ENTRIES PROVIDED:
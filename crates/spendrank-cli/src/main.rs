//! spendrank CLI - Income-normalized spend rankings
//!
//! Usage:
//!   spendrank rank --user-id U6 -c grocery -t m       Rank a user with leaderboard neighbors
//!   spendrank history --user-id U6 -c grocery -t m    Replay the rank over past windows
//!   spendrank breakdown --user-id U6 -t m             Per-category spend against budget
//!   spendrank append --user-id U6 -c travel -a 42 -s NY
//!   spendrank status                                  Store summary

mod cli;
mod commands;

#[cfg(test)]
mod tests;

use anyhow::Result;
use clap::Parser;
use tracing_subscriber::{fmt, prelude::*, EnvFilter};

use cli::*;

fn main() -> Result<()> {
    let cli = Cli::parse();

    // Set up logging
    // Priority: RUST_LOG env var > --verbose flag > default (warn)
    // stdout carries the JSON result, so logs go to stderr
    let filter = if std::env::var("RUST_LOG").is_ok() {
        EnvFilter::from_default_env()
    } else if cli.verbose {
        EnvFilter::new("debug")
    } else {
        EnvFilter::new("warn")
    };

    tracing_subscriber::registry()
        .with(filter)
        .with(
            fmt::layer()
                .with_writer(std::io::stderr)
                .with_target(false)
                .compact(),
        )
        .init();

    let config = commands::load_config(cli.store.as_deref(), cli.config.as_deref())?;
    let ledger = commands::open_ledger(&config)?;

    match cli.command {
        Commands::Rank {
            user_id,
            category,
            time,
            state,
            ref_time,
        } => {
            let reference = commands::resolve_reference(&config, ref_time.as_deref())?;
            let report = commands::cmd_rank(
                &ledger,
                &user_id,
                &category,
                &time,
                state.as_deref(),
                reference,
            )?;
            commands::print_json(&report)
        }
        Commands::History {
            user_id,
            category,
            time,
            state,
            ref_time,
            buckets,
        } => {
            let reference = commands::resolve_reference(&config, ref_time.as_deref())?;
            let report = commands::cmd_history(
                &ledger,
                &user_id,
                &category,
                &time,
                state.as_deref(),
                reference,
                buckets.unwrap_or(config.history_buckets),
            )?;
            commands::print_json(&report)
        }
        Commands::Breakdown {
            user_id,
            time,
            ref_time,
        } => {
            let reference = commands::resolve_reference(&config, ref_time.as_deref())?;
            let report = commands::cmd_breakdown(&ledger, &user_id, &time, reference)?;
            commands::print_json(&report)
        }
        Commands::Append {
            user_id,
            category,
            amount,
            state,
            timestamp,
        } => {
            let report = commands::cmd_append(
                &ledger,
                &user_id,
                &category,
                amount,
                &state,
                timestamp.as_deref(),
                config.reference_time,
            )?;
            commands::print_json(&report)
        }
        Commands::Status => {
            let report = commands::cmd_status(&ledger)?;
            commands::print_json(&report)
        }
    }
}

WHAT THE EXERCISE ASKS: Retype all of the entries. Keep each one exactly as written.

SOLVED EXERCISE:
filename crates/spendrank-cli/src/main.rs
//! spendrank CLI - Income-normalized spend rankings
//!
//! Usage:
//!   spendrank rank --user-id U6 -c grocery -t m       Rank a user with leaderboard neighbors
//!   spendrank history --user-id U6 -c grocery -t m    Replay the rank over past windows
//!   spendrank breakdown --user-id U6 -t m             Per-category spend against budget
//!   spendrank append --user-id U6 -c travel -a 42 -s NY
//!   spendrank status                                  Store summary

mod cli;
mod commands;

#[cfg(test)]
mod tests;

use anyhow::Result;
use clap::Parser;
use tracing_subscriber::{fmt, prelude::*, EnvFilter};

use cli::*;

fn main() -> Result<()> {
    let cli = Cli::parse();

    // Set up logging
    // Priority: RUST_LOG env var > --verbose flag > default (warn)
    // stdout carries the JSON result, so logs go to stderr
    let filter = if std::env::var("RUST_LOG").is_ok() {
        EnvFilter::from_default_env()
    } else if cli.verbose {
        EnvFilter::new("debug")
    } else {
        EnvFilter::new("warn")
    };

    tracing_subscriber::registry()
        .with(filter)
        .with(
            fmt::layer()
                .with_writer(std::io::stderr)
                .with_target(false)
                .compact(),
        )
        .init();

    let config = commands::load_config(cli.store.as_deref(), cli.config.as_deref())?;
    let ledger = commands::open_ledger(&config)?;

    match cli.command {
        Commands::Rank {
            user_id,
            category,
            time,
            state,
            ref_time,
        } => {
            let reference = commands::resolve_reference(&config, ref_time.as_deref())?;
            let report = commands::cmd_rank(
                &ledger,
                &user_id,
                &category,
                &time,
                state.as_deref(),
                reference,
            )?;
            commands::print_json(&report)
        }
        Commands::History {
            user_id,
            category,
            time,
            state,
            ref_time,
            buckets,
        } => {
            let reference = commands::resolve_reference(&config, ref_time.as_deref())?;
            let report = commands::cmd_history(
                &ledger,
                &user_id,
                &category,
                &time,
                state.as_deref(),
                reference,
                buckets.unwrap_or(config.history_buckets),
            )?;
            commands::print_json(&report)
        }
        Commands::Breakdown {
            user_id,
            time,
            ref_time,
        } => {
            let reference = commands::resolve_reference(&config, ref_time.as_deref())?;
            let report = commands::cmd_breakdown(&ledger, &user_id, &time, reference)?;
            commands::print_json(&report)
        }
        Commands::Append {
            user_id,
            category,
            amount,
            state,
            timestamp,
        } => {
            let report = commands::cmd_append(
                &ledger,
                &user_id,
                &category,
                amount,
                &state,
                timestamp.as_deref(),
                config.reference_time,
            )?;
            commands::print_json(&report)
        }
        Commands::Status => {
            let report = commands::cmd_status(&ledger)?;
            commands::print_json(&report)
        }
    }
}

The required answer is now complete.